The critical first step in successful viral diagnosis is the timely and proper collection of specimens. The choice of which type of specimen to collect depends on typical signs and symptoms and the suspected virus. Improper specimen choice and collection is one of the biggest factors in diagnostic delays.
Collect specimens for viruses as early as possible during the course of the illness, preferably within the first 4 days after symptom onset. If specimen collection is delayed for 7 or more days after symptoms appear, diagnosis will be compromised. Virus titers are highest in the early part of the illness when the host has not yet mounted a robust immune response. Little neutralizing antibody is present. Detection of a virus by culture, direct detection, or serology is greatly enhanced when the virus titers are high.
Sampling procedure:
For localized infection:
Direct sampling of affected site (e.g., nasal swab, throat swab, skin scraping)
Indirect sampling: For example, if CSF is the target sample in a central nervous system infection, the indirect approach would involve obtaining throat or rectal swabs for culture.
Sampling from more than one site, for example, with disseminated infection or with nonspecific clinical findings.
The type of applicator used to obtain specimens may affect accuracy of results. Do not use wooden applicators or random cotton swabs because they are toxic to viruses. A self-contained transport system is recommended to ensure that the specimen remains moist.
When transporting specimens:
Viral specimens are unstable and rapidly lose infectivity outside of living cells. Prompt delivery to the laboratory is essential. Samples must be refrigerated or placed on ice or cold packs while in transit.
Freezing and thawing of specimens diminishes the quantity of available viable virus.
The specimen should be labeled with the patients name, medical record number, healthcare provided, and date and time of collection. Additional patient information should be documented in the patients medical record and should include:
Pertinent information that would influence processing of the specimen (e.g., patient is immunocompromised owing to kidney transplantation)
Patient demographics
Contact person or clinic so as to expedite notification of abnormal results
Specimens of small volume (e.g., vesicular fluid, fine-needle aspiration, biopsy samples) should be transported in a liquid medium. Suggested viral transport media are Hank balanced salt solution or 0.2 mol/L sucrose phosphate. Several commercially available viral transport media can be used.
Often, a complete microbiologic workup of a specimen (tissue, bronchoscopy) is requested along with a viral workup. Because viral transport media contain antibiotic drugs, sterile saline is recommended. Personnel in the laboratory can then divide the specimen for workup within the microbiology subsections.
Specimens of a liquid nature (urine, CSF, sputum, body fluids) are collected in a sterile container.
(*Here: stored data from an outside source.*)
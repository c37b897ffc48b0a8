//! Wishlist store against the fake backend.

#![allow(clippy::unwrap_used)]

use std::time::Duration;

use axum::http::{Method, StatusCode};
use greenhouse_core::PlantId;
use greenhouse_integration_tests::{FakeBackend, sample_plant};
use greenhouse_storefront::notifications::NoticeLevel;
use greenhouse_storefront::stores::LoadState;

const USER: &str = "user-wishlist";

fn wishlist_path() -> String {
    format!("/api/wishlist/{USER}")
}

#[tokio::test]
async fn test_add_is_visible_immediately_and_confirmed_by_refetch() {
    let backend = FakeBackend::start().await;
    let p1 = sample_plant("p1", "Snake Plant", 199, &["Indoor"]);
    backend.add_plant(p1.clone());

    let session = backend.session(USER);
    session.start().await;
    assert_eq!(session.wishlist().count(), 0);

    let outcome = session.wishlist().add(&p1).await;
    assert!(outcome.success);
    assert_eq!(outcome.message, "Added to wishlist!");
    assert!(session.wishlist().is_member(&p1.id));
    assert!(session.wishlist().is_pending(&p1.id));

    session.wishlist().flush_pending().await;

    assert!(session.wishlist().is_member(&p1.id));
    assert!(!session.wishlist().is_pending(&p1.id));
    assert_eq!(backend.wishlist_of(USER), vec!["p1"]);
    // initial fetch + confirmatory refetch
    assert_eq!(backend.request_count(&Method::GET, &wishlist_path()), 2);
}

#[tokio::test]
async fn test_toggle_adds_then_removes() {
    let backend = FakeBackend::start().await;
    let p1 = sample_plant("p1", "Snake Plant", 199, &["Indoor"]);
    backend.add_plant(p1.clone());
    let session = backend.session(USER);
    session.start().await;

    assert!(session.wishlist().toggle(&p1).await.success);
    assert!(session.wishlist().is_member(&p1.id));

    let outcome = session.wishlist().toggle(&p1).await;
    assert!(outcome.success);
    assert_eq!(outcome.message, "Removed from wishlist!");
    assert!(!session.wishlist().is_member(&p1.id));

    session.wishlist().flush_pending().await;
    assert!(!session.wishlist().is_member(&p1.id));
    assert!(backend.wishlist_of(USER).is_empty());
}

#[tokio::test]
async fn test_add_of_member_is_a_noop() {
    let backend = FakeBackend::start().await;
    let p1 = sample_plant("p1", "Snake Plant", 199, &["Indoor"]);
    backend.add_plant(p1.clone());
    backend.put_in_wishlist(USER, "p1");
    let session = backend.session(USER);
    session.start().await;

    let outcome = session.wishlist().add(&p1).await;
    assert!(outcome.success);
    assert_eq!(backend.request_count(&Method::POST, &wishlist_path()), 0);
}

#[tokio::test]
async fn test_failed_add_leaves_state_and_notifies() {
    let backend = FakeBackend::start().await;
    let p1 = sample_plant("p1", "Snake Plant", 199, &["Indoor"]);
    backend.add_plant(p1.clone());
    backend.fail(
        Method::POST,
        &wishlist_path(),
        StatusCode::INTERNAL_SERVER_ERROR,
        Some("Database unavailable"),
        None,
    );

    let session = backend.session(USER);
    let mut notices = session.notifications().subscribe();
    session.start().await;

    let outcome = session.wishlist().add(&p1).await;
    assert!(!outcome.success);
    assert_eq!(outcome.message, "Database unavailable");
    assert!(!session.wishlist().is_member(&p1.id));

    let notice = notices.recv().await.unwrap();
    assert_eq!(notice.level, NoticeLevel::Error);
    assert_eq!(notice.message, "Failed to add to wishlist: Database unavailable");
}

#[tokio::test]
async fn test_success_false_envelope_is_a_failure() {
    let backend = FakeBackend::start().await;
    let p1 = sample_plant("p1", "Snake Plant", 199, &["Indoor"]);
    backend.add_plant(p1.clone());
    backend.fail(
        Method::DELETE,
        &format!("/api/wishlist/{USER}/p1"),
        StatusCode::OK,
        Some("Wishlist is locked"),
        Some(1),
    );
    backend.put_in_wishlist(USER, "p1");

    let session = backend.session(USER);
    session.start().await;

    let outcome = session.wishlist().remove(&p1.id).await;
    assert!(!outcome.success);
    assert_eq!(outcome.message, "Wishlist is locked");
    assert!(session.wishlist().is_member(&p1.id));
}

#[tokio::test]
async fn test_fetch_failure_empties_set_and_records_error() {
    let backend = FakeBackend::start().await;
    backend.add_plant(sample_plant("p1", "Snake Plant", 199, &["Indoor"]));
    backend.put_in_wishlist(USER, "p1");

    let session = backend.session(USER);
    session.start().await;
    assert_eq!(session.wishlist().count(), 1);

    backend.fail(Method::GET, &wishlist_path(), StatusCode::BAD_GATEWAY, None, None);
    let err = session.wishlist().fetch().await.unwrap_err();

    assert_eq!(err.message(), "Something went wrong");
    assert_eq!(session.wishlist().count(), 0);
    assert_eq!(
        session.wishlist().status(),
        LoadState::Failed("Something went wrong".to_string())
    );
    assert_eq!(session.wishlist().error().as_deref(), Some("Something went wrong"));
}

#[tokio::test]
async fn test_refetch_reconciles_with_backend() {
    let backend = FakeBackend::start().await;
    let p1 = sample_plant("p1", "Snake Plant", 199, &["Indoor"]);
    backend.add_plant(p1.clone());
    backend.add_plant(sample_plant("p2", "Fern", 80, &["Foliage"]));

    let session = backend.session(USER);
    session.start().await;

    // Another device adds p2 while this one adds p1.
    backend.put_in_wishlist(USER, "p2");
    session.wishlist().add(&p1).await;
    assert!(!session.wishlist().is_member(&PlantId::new("p2")));

    session.wishlist().flush_pending().await;
    let mut ids: Vec<String> = session.wishlist().ids().iter().map(ToString::to_string).collect();
    ids.sort();
    assert_eq!(ids, vec!["p1", "p2"]);
}

#[tokio::test]
async fn test_stale_fetch_does_not_undo_optimistic_add() {
    let backend = FakeBackend::start().await;
    let p1 = sample_plant("p1", "Snake Plant", 199, &["Indoor"]);
    backend.add_plant(p1.clone());
    let session = backend.session(USER);

    // The first wishlist GET answers with the empty list, but late.
    backend.delay(Method::GET, &wishlist_path(), Duration::from_millis(300), 1);
    let slow_fetch = {
        let store = session.wishlist().clone();
        tokio::spawn(async move { store.fetch().await })
    };
    tokio::time::sleep(Duration::from_millis(50)).await;

    assert!(session.wishlist().add(&p1).await.success);
    slow_fetch.await.unwrap().unwrap();

    assert!(session.wishlist().is_member(&p1.id));
    assert_ne!(session.wishlist().status(), LoadState::Loading);

    session.wishlist().flush_pending().await;
    assert!(session.wishlist().is_member(&p1.id));
}

#[tokio::test]
async fn test_shutdown_cancels_pending_refetch() {
    let backend = FakeBackend::start().await;
    let p1 = sample_plant("p1", "Snake Plant", 199, &["Indoor"]);
    backend.add_plant(p1.clone());
    let session = backend.session(USER);

    session.wishlist().add(&p1).await;
    session.abort();
    session.wishlist().flush_pending().await;

    assert_eq!(backend.request_count(&Method::GET, &wishlist_path()), 0);
    assert!(session.wishlist().is_pending(&p1.id));
}

#[tokio::test]
async fn test_shutdown_during_flush_cancels_refetch() {
    let backend = FakeBackend::start().await;
    let p1 = sample_plant("p1", "Snake Plant", 199, &["Indoor"]);
    backend.add_plant(p1.clone());
    let session = backend.session(USER);

    session.wishlist().add(&p1).await;
    let wishlist = session.wishlist().clone();
    let flush = tokio::spawn(async move { wishlist.flush_pending().await });
    tokio::time::sleep(Duration::from_millis(2)).await;
    session.wishlist().shutdown();

    tokio::time::timeout(Duration::from_millis(500), flush)
        .await
        .unwrap()
        .unwrap();
    tokio::time::sleep(Duration::from_millis(60)).await;

    assert_eq!(backend.request_count(&Method::GET, &wishlist_path()), 0);
    assert!(session.wishlist().is_pending(&p1.id));
}

#[tokio::test]
async fn test_wishlist_page_lists_and_removes_plants() {
    let backend = FakeBackend::start().await;
    backend.add_plant(sample_plant("p1", "Snake Plant", 199, &["Indoor"]));
    let mut unavailable = sample_plant("p2", "Blue Orchid", 950, &["Flowering"]);
    unavailable.is_available = false;
    backend.add_plant(unavailable);
    backend.put_in_wishlist(USER, "p1");
    backend.put_in_wishlist(USER, "p2");

    let session = backend.session(USER);
    session.start().await;
    let page = session.wishlist_page();
    page.load().await.unwrap();

    let plants = page.plants();
    assert_eq!(plants.len(), 2);
    assert!(page.can_add_to_cart(&plants[0]));
    assert!(!page.can_add_to_cart(&plants[1]));

    // Unavailable plants never reach the backend.
    assert!(!page.add_to_cart(&plants[1]).await.success);
    assert!(page.add_to_cart(&plants[0]).await.success);
    assert!(!page.can_add_to_cart(&plants[0]));
    assert_eq!(backend.cart_of(USER), vec![("p1".to_string(), 1)]);

    assert!(page.remove(&PlantId::new("p2")).await.success);
    assert_eq!(page.plants().len(), 1);

    page.refresh().await.unwrap();
    assert_eq!(session.wishlist().ids(), vec![PlantId::new("p1")]);
}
For patients with suspected viremia, a viral culture of the buffy coat of peripheral blood is submitted. Blood specimens are collected in evacuated tubes containing heparin or ethylenediaminetetraacetic acid (EDTA).
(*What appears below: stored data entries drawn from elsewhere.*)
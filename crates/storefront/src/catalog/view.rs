//! Catalog grid composed from the plant query and both stores.

use greenhouse_core::Plant;

use super::filter::CatalogFilter;
use super::query::PlantQuery;
use crate::api::ApiError;
use crate::stores::{CartStore, LoadState, MutationOutcome, WishlistStore};

/// One card in the catalog grid.
#[derive(Debug, Clone, PartialEq, Eq)]
pub struct PlantCardView {
    pub plant: Plant,
    pub wishlisted: bool,
    pub in_cart: bool,
}

impl PlantCardView {
    /// Label for the card's cart button.
    #[must_use]
    pub const fn cart_label(&self) -> &'static str {
        if !self.plant.is_available {
            "Unavailable"
        } else if self.in_cart {
            "In Cart"
        } else {
            "Add to Cart"
        }
    }

    #[must_use]
    pub const fn stock_label(&self) -> &'static str {
        if self.plant.is_available {
            "In Stock"
        } else {
            "Out of Stock"
        }
    }
}

/// What the catalog shows right now.
#[derive(Debug, Clone, PartialEq, Eq)]
pub enum CatalogPage {
    Loading,
    /// The plant list could not be fetched; offer a retry.
    Error { message: String },
    Ready {
        cards: Vec<PlantCardView>,
        plants_found: usize,
        wishlist_count: usize,
        cart_count: u32,
    },
}

/// The catalog screen: plant grid, filter and per-card actions.
#[derive(Debug, Clone)]
pub struct CatalogView {
    query: PlantQuery,
    wishlist: WishlistStore,
    cart: CartStore,
    pub filter: CatalogFilter,
}

impl CatalogView {
    #[must_use]
    pub fn new(query: PlantQuery, wishlist: WishlistStore, cart: CartStore) -> Self {
        Self {
            query,
            wishlist,
            cart,
            filter: CatalogFilter::default(),
        }
    }

    #[must_use]
    pub fn with_filter(mut self, filter: CatalogFilter) -> Self {
        self.filter = filter;
        self
    }

    /// Fetch the unfiltered plant list.
    ///
    /// # Errors
    ///
    /// Returns the `ApiError` of the failed request; the page shows it too.
    pub async fn load(&self) -> Result<(), ApiError> {
        self.query.load().await
    }

    /// Re-issue the last plant list fetch after an error.
    ///
    /// # Errors
    ///
    /// Returns the `ApiError` of the failed request.
    pub async fn retry(&self) -> Result<(), ApiError> {
        self.query.retry().await
    }

    /// Render the current state.
    #[must_use]
    pub fn page(&self) -> CatalogPage {
        match self.query.status() {
            LoadState::Idle | LoadState::Loading => CatalogPage::Loading,
            LoadState::Failed(message) => CatalogPage::Error { message },
            LoadState::Ready => {
                let plants = self.query.plants();
                let cards: Vec<PlantCardView> = self
                    .filter
                    .apply(&plants)
                    .into_iter()
                    .map(|plant| PlantCardView {
                        wishlisted: self.wishlist.is_member(&plant.id),
                        in_cart: self.cart.is_in_cart(&plant.id),
                        plant: plant.clone(),
                    })
                    .collect();

                CatalogPage::Ready {
                    plants_found: cards.len(),
                    cards,
                    wishlist_count: self.wishlist.count(),
                    cart_count: self.cart.cart_count(),
                }
            }
        }
    }

    pub async fn toggle_wishlist(&self, plant: &Plant) -> MutationOutcome {
        self.wishlist.toggle(plant).await
    }

    /// Card "Add to Cart": ignored for unavailable plants and plants
    /// already in the cart.
    pub async fn add_to_cart(&self, plant: &Plant) -> MutationOutcome {
        self.cart.add_from_card(plant).await
    }

    #[must_use]
    pub const fn query(&self) -> &PlantQuery {
        &self.query
    }
}

#[cfg(test)]
#[allow(clippy::unwrap_used)]
mod tests {
    use std::sync::Arc;
    use std::time::Duration;

    use greenhouse_core::{CareLevel, LightRequirement, PlantId, Price, TaxRate};

    use super::*;
    use crate::api::{PlantApiClient, PlantListParams};
    use crate::config::ApiConfig;
    use crate::identity::StaticIdentity;
    use crate::notifications::Notifications;

    fn plant(available: bool) -> Plant {
        Plant {
            id: PlantId::new("p1"),
            name: "Fern".to_string(),
            scientific_name: None,
            price: Price::from(50),
            categories: vec!["Foliage".to_string()],
            is_available: available,
            care_level: CareLevel::Easy,
            light_requirement: LightRequirement::Low,
            description: None,
            image: None,
        }
    }

    #[test]
    fn test_card_labels() {
        let card = PlantCardView {
            plant: plant(true),
            wishlisted: false,
            in_cart: false,
        };
        assert_eq!(card.cart_label(), "Add to Cart");
        assert_eq!(card.stock_label(), "In Stock");

        let card = PlantCardView { in_cart: true, ..card };
        assert_eq!(card.cart_label(), "In Cart");

        let card = PlantCardView {
            plant: plant(false),
            wishlisted: false,
            in_cart: false,
        };
        assert_eq!(card.cart_label(), "Unavailable");
        assert_eq!(card.stock_label(), "Out of Stock");
    }

    #[tokio::test]
    async fn test_page_is_loading_before_first_fetch() {
        let client = PlantApiClient::new(&ApiConfig::new("http://127.0.0.1:9/api").unwrap()).unwrap();
        let identity = Arc::new(StaticIdentity::new("user-test"));
        let notifications = Notifications::new();
        let view = CatalogView::new(
            PlantQuery::new(client.clone(), PlantListParams::default()),
            WishlistStore::new(
                client.clone(),
                identity.clone(),
                notifications.clone(),
                Duration::ZERO,
            ),
            CartStore::new(client, identity, notifications, TaxRate::default()),
        );

        assert_eq!(view.page(), CatalogPage::Loading);
    }
}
Herpes simplex is the virus most frequently isolated and diagnosed virus in the laboratory.
Viral culture results are normally available within 35 days, although rapid test results (24 hours or less) are accurate and available for certain viruses, such as CMV.
Significance of viral cultures:
Positive viral culture results from the following sources are diagnostically accurate:
Autopsy specimens
Blood (buffy coat)
Biopsy
CSF
Other body fluids
Cervix
Eye
Skin lesions
Fine-needle aspirates
Bronchial alveolar wash brushing
Probably diagnostically accurate are:
Throat
Urine
Sputum
Genital (cervical, penile)
Nasal aspirates or washes
Vesicular
Skin (mouth, lip)
Possibly diagnostically accurate is stool or rectal swab.
Viruses do not comprise normal flora in the body. However, bacterial or fungal contamination of specimens can occur.